Wie es Tom heute geht, weiss Lanz nicht. Dessen letzter Facebookeintrag stammt vom Mai letzten Jahres. Nach dem Vorfall in Domodossola half ihm zunächst die Tessiner Flüchtlingshelferin Lisa Bosia, in Italien ein neues Asylgesuch zu stellen und eine Unterkunft zu erhalten. Nach einem Suizidversuch in Italien gelangte er mit Unterstützung von Bosia in eine psychiatrische Klinik. Er lache nie, sagte Bosia gegenüber unserer Zeitung. Seine Schwester und sein Schwager seien die einzigen Bezugspersonen in Europa.
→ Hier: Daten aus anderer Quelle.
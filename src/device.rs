//! The touch device handle shared by the interrupt path, the periodic
//! watchdog and the deferred workers.
//!
//! Slot table, device status and health counters live in one coarse lock
//! ([`DeviceCore`]). Gesture telemetry sits behind its own narrow lock so
//! [`TouchDevice::gesture_status`] never waits on a reset in progress.

mod irq;
mod lifecycle;
mod supervisor;

use core::sync::atomic::{AtomicBool, AtomicU32, Ordering};

use embassy_sync::{blocking_mutex::raw::CriticalSectionRawMutex, mutex::Mutex};

use crate::{
    bus::{GuardedBus, SessionGate, TouchBus},
    config::{TouchConfig, CALIB_WORDS, EVENT_TIMER_INTERVAL_MS, FAST_RECHECK_MS},
    decoder::FrameDecoder,
    error::{Error, ErrorKind},
    events::InputSink,
    gesture::{GestureStatus, GestureTelemetry},
    health::{HealthAction, HealthCounters, HealthEvent, HealthOutput, HealthSupervisor},
    platform::TouchPlatform,
    power::{LowPowerFeatures, PowerController, SysMode, TouchFeatures},
    protocol::CmcsKind,
    slots::SlotTable,
    work::DeferredWork,
};

pub use irq::IrqOutcome;
pub use supervisor::{IdleCheckOutcome, RecoveryOutcome, TickOutcome};

/// Collaborators that own the controller for exclusive procedures.
#[derive(Clone, Copy, Debug, Default, PartialEq, Eq)]
pub struct Maintenance {
    pub firmware_update: bool,
    pub calibrating: bool,
    pub miscalibrating: bool,
}

impl Maintenance {
    pub fn any(&self) -> bool {
        self.firmware_update || self.calibrating || self.miscalibrating
    }

    fn label(&self) -> &'static str {
        if self.firmware_update {
            "firmware_update"
        } else if self.calibrating {
            "calibrating"
        } else if self.miscalibrating {
            "miscalibrating"
        } else {
            "none"
        }
    }
}

#[derive(Clone, Copy, Debug, PartialEq, Eq)]
pub struct DeviceStatus {
    pub sys_mode: SysMode,
    pub initialized: bool,
    pub irq_enabled: bool,
    pub event_mode: bool,
    pub recording: bool,
    pub noise_check_enabled: bool,
    pub maintenance: Maintenance,
    pub features: TouchFeatures,
    pub low_power: LowPowerFeatures,
    pub hover: u8,
    pub pocket: bool,
    pub force_pocket_event: bool,
    pub prox_power_off: bool,
    pub miscalib_result: Option<u16>,
    pub calib_result: Option<[u32; CALIB_WORDS]>,
    pub cmcs_result: Option<(CmcsKind, u16)>,
    pub last_exception: Option<u8>,
    pub glitch_count: u32,
}

impl DeviceStatus {
    const fn new() -> Self {
        Self {
            sys_mode: SysMode::PowerOff,
            initialized: false,
            irq_enabled: false,
            event_mode: false,
            recording: false,
            noise_check_enabled: true,
            maintenance: Maintenance {
                firmware_update: false,
                calibrating: false,
                miscalibrating: false,
            },
            features: TouchFeatures {
                charger: false,
                call: false,
                cover: false,
                glove: false,
                edge: false,
                sensitivity: false,
                touchable: false,
                pocket: false,
                half_aod: false,
                reject_zone: None,
                power: false,
            },
            low_power: LowPowerFeatures {
                aod: false,
                double_tap_wake: false,
                single_tap: false,
                swipe_up: false,
                fod: false,
                ear_detect: false,
            },
            hover: 0,
            pocket: false,
            force_pocket_event: false,
            prox_power_off: false,
            miscalib_result: None,
            calib_result: None,
            cmcs_result: None,
            last_exception: None,
            glitch_count: 0,
        }
    }
}

struct DeviceCore<B, P, S> {
    bus: B,
    platform: P,
    sink: S,
    decoder: FrameDecoder,
    status: DeviceStatus,
    health: HealthSupervisor,
    power: PowerController,
}

impl<B: TouchBus, P: TouchPlatform, S: InputSink> DeviceCore<B, P, S> {
    fn bus<'a>(&'a mut self, gate: &'a SessionGate) -> GuardedBus<'a, B, P> {
        GuardedBus::new(&mut self.bus, &mut self.platform, gate)
    }

    fn mode(&self) -> SysMode {
        self.power.mode()
    }

    fn enable_irq(&mut self) {
        self.platform.set_irq_enabled(true);
        self.status.irq_enabled = true;
        self.status.event_mode = true;
    }

    fn disable_irq(&mut self) {
        self.platform.set_irq_enabled(false);
        self.status.irq_enabled = false;
        self.status.event_mode = false;
    }

    fn clear_input(&mut self) -> u8 {
        self.decoder.force_release_all(&mut self.sink)
    }
}

pub struct TouchDevice<B, P, S> {
    config: TouchConfig,
    core: Mutex<CriticalSectionRawMutex, DeviceCore<B, P, S>>,
    gesture: GestureTelemetry,
    gate: SessionGate,
    irq_working: AtomicBool,
    // Low 32 bits of the last interrupt time; compared with wrapping_sub.
    last_event_ms: AtomicU32,
    event_timer: DeferredWork,
    idle_check: DeferredWork,
    reset_work: DeferredWork,
    status_report: DeferredWork,
}

impl<B: TouchBus, P: TouchPlatform, S: InputSink> TouchDevice<B, P, S> {
    pub fn new(config: TouchConfig, bus: B, platform: P, sink: S) -> Self {
        Self {
            config,
            core: Mutex::new(DeviceCore {
                bus,
                platform,
                sink,
                decoder: FrameDecoder::new(),
                status: DeviceStatus::new(),
                health: HealthSupervisor::new(config.max_scan_retry, config.max_irq_err_cnt),
                power: PowerController::new(),
            }),
            gesture: GestureTelemetry::new(),
            gate: SessionGate::new(),
            irq_working: AtomicBool::new(false),
            last_event_ms: AtomicU32::new(0),
            event_timer: DeferredWork::new("event_timer"),
            idle_check: DeferredWork::new("idle_check"),
            reset_work: DeferredWork::new("reset"),
            status_report: DeferredWork::new("status_report"),
        }
    }

    pub fn config(&self) -> &TouchConfig {
        &self.config
    }

    pub fn event_timer(&self) -> &DeferredWork {
        &self.event_timer
    }

    pub fn idle_check(&self) -> &DeferredWork {
        &self.idle_check
    }

    pub fn reset_work(&self) -> &DeferredWork {
        &self.reset_work
    }

    pub fn status_report(&self) -> &DeferredWork {
        &self.status_report
    }

    /// Latest gesture fields; never blocks behind the device lock.
    pub fn gesture_status(&self) -> GestureStatus {
        self.gesture.snapshot()
    }

    pub fn is_session_locked(&self) -> bool {
        self.gate.is_locked()
    }

    pub async fn status(&self) -> DeviceStatus {
        let core = self.core.lock().await;
        let mut status = core.status;
        status.sys_mode = core.mode();
        status
    }

    pub async fn health_counters(&self) -> HealthCounters {
        self.core.lock().await.health.counters()
    }

    pub async fn slots(&self) -> SlotTable {
        *self.core.lock().await.decoder.table()
    }

    fn record_failure(&self, core: &mut DeviceCore<B, P, S>, kind: ErrorKind, now_ms: u64) {
        let output = core.health.handle(HealthEvent::Failure(kind));
        self.apply_health(output, now_ms);
    }

    fn apply_health(&self, output: HealthOutput, now_ms: u64) {
        for action in output.iter() {
            match action {
                HealthAction::RearmFast => {
                    self.event_timer.rearm(now_ms, FAST_RECHECK_MS);
                }
                HealthAction::ScheduleReset(kind) => {
                    if self.reset_work.schedule(now_ms, 0) {
                        log::info!("touch: reset_queued kind={}", kind.label());
                    }
                }
            }
        }
    }

    /// Writes the scan configuration and starts scanning.
    fn start(&self, core: &mut DeviceCore<B, P, S>, now_ms: u64) -> Result<(), Error<B::Error>> {
        use crate::protocol::{reg, REC_MODE_ENABLE, START_SCAN};

        if core.status.initialized {
            let output = core.health.handle(HealthEvent::Restarted);
            self.apply_health(output, now_ms);
        }
        if self.supervising(core) {
            self.event_timer.rearm(now_ms, EVENT_TIMER_INTERVAL_MS);
        }

        let features = core.status.features;
        let recording = core.status.recording;
        let config = self.config;
        let mut bus = core.bus(&self.gate);

        bus.write_word(reg::SET_MODE_SPECIAL, features.to_bits())?;
        if let Some(zone) = features.reject_zone {
            bus.write_word(reg::SET_REJECTZONE_TOP, zone.top as u32)?;
            bus.write_word(reg::SET_REJECTZONE_BOTTOM, zone.bottom as u32)?;
            log::info!("touch: reject_zone top={} bottom={}", zone.top, zone.bottom);
        }
        if let Some(rate) = config.report_rate_us {
            bus.write_word(reg::SET_TIME_ACTIVE, rate)?;
        }
        if let Some(rate) = config.idle_rate_us {
            bus.write_word(reg::SET_TIME_IDLE, rate)?;
        }
        if recording {
            bus.write_word(reg::SET_REC_MODE, REC_MODE_ENABLE)?;
        }
        bus.write_word(reg::CMD_START_SCAN, START_SCAN)?;

        log::info!(
            "touch: scan_started features=0x{:04x} recording={}",
            features.to_bits(),
            recording
        );
        Ok(())
    }

    /// Power-cycles the controller and waits for it to settle.
    fn hardware_reset(core: &mut DeviceCore<B, P, S>) {
        use crate::config::{POWER_SETTLE_MS, RESET_SETTLE_MS};

        core.platform.set_power(false);
        core.platform.delay_ms(POWER_SETTLE_MS);
        core.platform.set_power(true);
        core.platform.delay_ms(RESET_SETTLE_MS);
    }

    /// The watchdog runs only while scanning in PowerOn with the gate open.
    fn supervising(&self, core: &DeviceCore<B, P, S>) -> bool {
        core.status.initialized && core.mode() == SysMode::PowerOn && !self.gate.is_locked()
    }

    fn note_event(&self, now_ms: u64) {
        self.last_event_ms.store(now_ms as u32, Ordering::Release);
    }

    fn quiet_for(&self, now_ms: u64) -> u32 {
        (now_ms as u32).wrapping_sub(self.last_event_ms.load(Ordering::Acquire))
    }
}

#[cfg(test)]
mod tests;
Das Bundesgericht seinerseits hielt fest, Tom sei nach der gescheiterten Einreise in die Schweiz in einer italienischen Psychiatrie behandelt worden. Im Entlassungsbericht sei ausdrücklich vermerkt, die Psychiatrie garantiere die gesundheitliche Versorgung des Patienten. Tom beging in Italien mehrere Suizidversuche.